Assignment: Locate the string "Serialize" in the records below. Copy every line where it occurs.

==============================

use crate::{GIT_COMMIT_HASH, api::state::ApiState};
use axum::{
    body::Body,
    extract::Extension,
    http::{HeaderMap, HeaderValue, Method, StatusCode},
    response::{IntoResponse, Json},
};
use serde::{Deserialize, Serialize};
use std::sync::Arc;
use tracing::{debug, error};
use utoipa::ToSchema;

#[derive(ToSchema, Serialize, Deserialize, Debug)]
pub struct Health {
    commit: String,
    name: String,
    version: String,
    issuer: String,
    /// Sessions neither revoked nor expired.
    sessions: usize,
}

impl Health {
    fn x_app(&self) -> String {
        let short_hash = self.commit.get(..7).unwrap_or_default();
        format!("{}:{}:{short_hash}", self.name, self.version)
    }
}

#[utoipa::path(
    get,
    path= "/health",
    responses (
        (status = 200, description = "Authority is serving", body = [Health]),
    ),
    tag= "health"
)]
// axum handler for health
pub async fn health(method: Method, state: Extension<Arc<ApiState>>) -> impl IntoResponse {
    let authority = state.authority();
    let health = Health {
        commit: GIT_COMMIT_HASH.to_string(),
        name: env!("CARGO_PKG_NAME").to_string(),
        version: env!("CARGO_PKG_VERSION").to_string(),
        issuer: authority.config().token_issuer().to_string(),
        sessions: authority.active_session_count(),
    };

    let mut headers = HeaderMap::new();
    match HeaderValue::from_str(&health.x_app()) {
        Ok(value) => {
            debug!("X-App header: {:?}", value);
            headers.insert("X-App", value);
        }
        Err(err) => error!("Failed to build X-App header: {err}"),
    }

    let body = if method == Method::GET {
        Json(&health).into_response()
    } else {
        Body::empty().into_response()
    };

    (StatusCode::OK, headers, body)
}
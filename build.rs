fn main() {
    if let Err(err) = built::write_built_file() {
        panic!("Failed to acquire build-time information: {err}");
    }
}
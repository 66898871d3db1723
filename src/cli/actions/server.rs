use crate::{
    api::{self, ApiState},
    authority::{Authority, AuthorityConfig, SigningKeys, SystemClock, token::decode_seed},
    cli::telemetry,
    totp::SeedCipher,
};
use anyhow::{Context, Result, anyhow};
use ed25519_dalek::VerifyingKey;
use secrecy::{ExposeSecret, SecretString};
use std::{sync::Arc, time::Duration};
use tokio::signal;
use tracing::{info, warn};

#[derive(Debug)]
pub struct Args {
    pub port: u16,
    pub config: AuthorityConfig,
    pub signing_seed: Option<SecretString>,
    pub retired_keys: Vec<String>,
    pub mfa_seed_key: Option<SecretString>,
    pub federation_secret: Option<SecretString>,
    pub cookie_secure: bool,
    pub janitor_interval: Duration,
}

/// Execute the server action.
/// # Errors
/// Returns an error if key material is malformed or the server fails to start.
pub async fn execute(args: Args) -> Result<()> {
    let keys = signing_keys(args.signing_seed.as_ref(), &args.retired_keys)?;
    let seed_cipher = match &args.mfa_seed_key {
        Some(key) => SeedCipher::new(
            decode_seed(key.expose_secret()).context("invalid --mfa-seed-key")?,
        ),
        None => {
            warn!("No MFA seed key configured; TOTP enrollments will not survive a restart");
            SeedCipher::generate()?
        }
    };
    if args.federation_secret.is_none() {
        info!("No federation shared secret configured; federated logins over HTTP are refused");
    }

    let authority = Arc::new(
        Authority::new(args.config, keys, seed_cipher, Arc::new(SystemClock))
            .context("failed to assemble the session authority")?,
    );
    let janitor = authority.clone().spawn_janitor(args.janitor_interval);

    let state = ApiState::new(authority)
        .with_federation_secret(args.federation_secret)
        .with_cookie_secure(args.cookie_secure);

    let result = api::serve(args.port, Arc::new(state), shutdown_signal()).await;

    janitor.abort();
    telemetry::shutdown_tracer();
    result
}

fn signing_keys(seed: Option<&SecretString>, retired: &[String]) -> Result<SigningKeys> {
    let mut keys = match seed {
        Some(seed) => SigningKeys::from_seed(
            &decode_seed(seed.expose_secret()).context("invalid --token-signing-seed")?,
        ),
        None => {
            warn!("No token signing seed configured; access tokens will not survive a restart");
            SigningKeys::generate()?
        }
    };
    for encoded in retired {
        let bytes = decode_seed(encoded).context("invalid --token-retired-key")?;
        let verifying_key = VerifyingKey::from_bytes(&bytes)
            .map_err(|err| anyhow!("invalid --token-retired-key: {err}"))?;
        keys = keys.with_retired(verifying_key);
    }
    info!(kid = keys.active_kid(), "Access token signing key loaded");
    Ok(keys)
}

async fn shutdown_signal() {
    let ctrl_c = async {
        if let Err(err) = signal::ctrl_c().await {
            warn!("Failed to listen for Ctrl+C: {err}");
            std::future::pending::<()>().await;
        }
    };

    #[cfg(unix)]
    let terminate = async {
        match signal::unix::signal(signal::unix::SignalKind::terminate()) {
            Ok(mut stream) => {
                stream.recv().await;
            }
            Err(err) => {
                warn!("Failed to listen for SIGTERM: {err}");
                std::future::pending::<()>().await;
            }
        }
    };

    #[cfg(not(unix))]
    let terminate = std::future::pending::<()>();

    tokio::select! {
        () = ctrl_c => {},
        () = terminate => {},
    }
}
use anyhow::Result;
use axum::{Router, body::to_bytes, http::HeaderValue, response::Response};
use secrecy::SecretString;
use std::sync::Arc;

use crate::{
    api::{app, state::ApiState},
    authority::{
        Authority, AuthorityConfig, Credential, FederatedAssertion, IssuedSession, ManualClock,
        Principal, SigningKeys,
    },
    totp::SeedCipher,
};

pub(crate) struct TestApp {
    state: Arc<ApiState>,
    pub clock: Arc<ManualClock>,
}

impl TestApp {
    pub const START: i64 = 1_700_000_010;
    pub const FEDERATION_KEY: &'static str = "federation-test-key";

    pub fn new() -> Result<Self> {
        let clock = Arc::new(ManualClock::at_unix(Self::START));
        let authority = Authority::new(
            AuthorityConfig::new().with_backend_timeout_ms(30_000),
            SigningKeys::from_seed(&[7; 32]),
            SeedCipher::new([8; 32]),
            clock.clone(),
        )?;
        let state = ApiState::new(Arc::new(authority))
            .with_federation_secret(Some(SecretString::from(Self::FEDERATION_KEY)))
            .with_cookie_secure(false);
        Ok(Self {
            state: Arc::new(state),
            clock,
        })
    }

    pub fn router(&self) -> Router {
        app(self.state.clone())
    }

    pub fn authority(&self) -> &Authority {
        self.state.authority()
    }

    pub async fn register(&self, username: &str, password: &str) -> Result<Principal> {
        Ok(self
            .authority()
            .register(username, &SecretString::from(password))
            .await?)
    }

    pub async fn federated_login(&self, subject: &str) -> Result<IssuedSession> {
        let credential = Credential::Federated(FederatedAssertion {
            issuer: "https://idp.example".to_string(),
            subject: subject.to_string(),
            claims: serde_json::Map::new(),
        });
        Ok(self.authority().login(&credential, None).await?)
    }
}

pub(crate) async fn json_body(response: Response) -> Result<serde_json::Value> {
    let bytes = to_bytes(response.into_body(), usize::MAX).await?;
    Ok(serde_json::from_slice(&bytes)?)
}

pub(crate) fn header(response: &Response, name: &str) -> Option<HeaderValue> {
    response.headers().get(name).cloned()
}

==============================

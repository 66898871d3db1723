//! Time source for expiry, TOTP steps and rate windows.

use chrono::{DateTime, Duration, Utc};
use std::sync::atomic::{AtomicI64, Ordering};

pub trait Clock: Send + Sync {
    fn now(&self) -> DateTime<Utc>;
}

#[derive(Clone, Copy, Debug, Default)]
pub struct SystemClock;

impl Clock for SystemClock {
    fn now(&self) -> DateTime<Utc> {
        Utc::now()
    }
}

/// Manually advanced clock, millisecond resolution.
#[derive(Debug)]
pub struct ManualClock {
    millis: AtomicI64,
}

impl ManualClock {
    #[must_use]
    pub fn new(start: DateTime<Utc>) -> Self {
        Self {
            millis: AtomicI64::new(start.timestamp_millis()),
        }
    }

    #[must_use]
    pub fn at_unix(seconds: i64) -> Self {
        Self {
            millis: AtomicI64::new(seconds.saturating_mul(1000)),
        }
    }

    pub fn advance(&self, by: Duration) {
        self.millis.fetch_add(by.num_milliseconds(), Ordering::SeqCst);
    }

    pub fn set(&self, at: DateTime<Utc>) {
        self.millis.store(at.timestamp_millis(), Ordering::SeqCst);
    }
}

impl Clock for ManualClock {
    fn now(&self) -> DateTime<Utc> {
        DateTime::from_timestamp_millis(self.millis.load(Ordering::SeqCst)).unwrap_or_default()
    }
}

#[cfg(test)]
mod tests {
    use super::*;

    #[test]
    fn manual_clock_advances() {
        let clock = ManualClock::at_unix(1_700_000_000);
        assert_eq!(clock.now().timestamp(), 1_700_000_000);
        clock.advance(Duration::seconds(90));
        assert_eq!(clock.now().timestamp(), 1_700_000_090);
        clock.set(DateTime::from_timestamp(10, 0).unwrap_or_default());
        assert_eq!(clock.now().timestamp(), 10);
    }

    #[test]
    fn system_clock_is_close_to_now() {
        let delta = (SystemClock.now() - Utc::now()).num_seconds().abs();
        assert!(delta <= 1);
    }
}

==============================

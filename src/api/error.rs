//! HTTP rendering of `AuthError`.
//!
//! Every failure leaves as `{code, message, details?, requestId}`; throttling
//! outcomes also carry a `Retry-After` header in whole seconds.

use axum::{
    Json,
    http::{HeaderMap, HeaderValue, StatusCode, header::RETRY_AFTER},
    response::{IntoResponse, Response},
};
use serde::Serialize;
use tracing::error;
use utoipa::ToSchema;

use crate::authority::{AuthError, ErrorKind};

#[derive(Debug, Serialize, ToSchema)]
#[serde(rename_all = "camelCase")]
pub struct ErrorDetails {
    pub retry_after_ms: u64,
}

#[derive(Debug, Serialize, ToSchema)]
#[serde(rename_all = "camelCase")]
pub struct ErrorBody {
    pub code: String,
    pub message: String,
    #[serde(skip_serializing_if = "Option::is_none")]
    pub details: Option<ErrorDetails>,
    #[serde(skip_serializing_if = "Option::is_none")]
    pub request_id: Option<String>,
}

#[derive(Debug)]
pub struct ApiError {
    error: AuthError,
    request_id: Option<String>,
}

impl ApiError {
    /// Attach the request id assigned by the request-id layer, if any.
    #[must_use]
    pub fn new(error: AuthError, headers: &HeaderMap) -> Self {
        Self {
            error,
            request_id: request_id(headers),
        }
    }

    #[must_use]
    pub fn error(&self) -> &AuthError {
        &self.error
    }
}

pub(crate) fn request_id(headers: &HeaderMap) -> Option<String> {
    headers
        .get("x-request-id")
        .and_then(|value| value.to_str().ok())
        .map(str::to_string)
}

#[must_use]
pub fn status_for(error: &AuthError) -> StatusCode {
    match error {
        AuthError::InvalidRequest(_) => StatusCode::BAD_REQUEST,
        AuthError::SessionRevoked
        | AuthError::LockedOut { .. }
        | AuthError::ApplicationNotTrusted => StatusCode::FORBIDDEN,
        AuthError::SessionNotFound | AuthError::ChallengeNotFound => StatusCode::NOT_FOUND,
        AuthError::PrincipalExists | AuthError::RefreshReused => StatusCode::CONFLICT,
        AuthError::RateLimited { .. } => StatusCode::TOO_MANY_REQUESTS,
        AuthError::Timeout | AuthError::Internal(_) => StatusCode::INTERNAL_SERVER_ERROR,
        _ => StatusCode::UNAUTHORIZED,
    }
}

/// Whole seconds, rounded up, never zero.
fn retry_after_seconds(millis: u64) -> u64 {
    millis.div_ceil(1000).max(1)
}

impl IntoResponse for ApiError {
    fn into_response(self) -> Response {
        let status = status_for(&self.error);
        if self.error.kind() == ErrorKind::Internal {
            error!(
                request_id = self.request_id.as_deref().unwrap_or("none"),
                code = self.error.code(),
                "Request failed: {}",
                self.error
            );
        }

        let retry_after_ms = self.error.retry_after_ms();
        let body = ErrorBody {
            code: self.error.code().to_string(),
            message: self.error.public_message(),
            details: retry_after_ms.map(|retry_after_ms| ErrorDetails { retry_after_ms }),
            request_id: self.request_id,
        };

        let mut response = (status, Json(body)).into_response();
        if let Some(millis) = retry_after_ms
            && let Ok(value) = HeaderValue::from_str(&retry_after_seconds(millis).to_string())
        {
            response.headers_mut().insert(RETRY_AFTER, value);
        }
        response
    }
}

==============================

Solved problem:
use serde::{Deserialize, Serialize};
#[derive(ToSchema, Serialize, Deserialize, Debug)]
use serde::Serialize;
#[derive(Debug, Serialize, ToSchema)]
#[derive(Debug, Serialize, ToSchema)]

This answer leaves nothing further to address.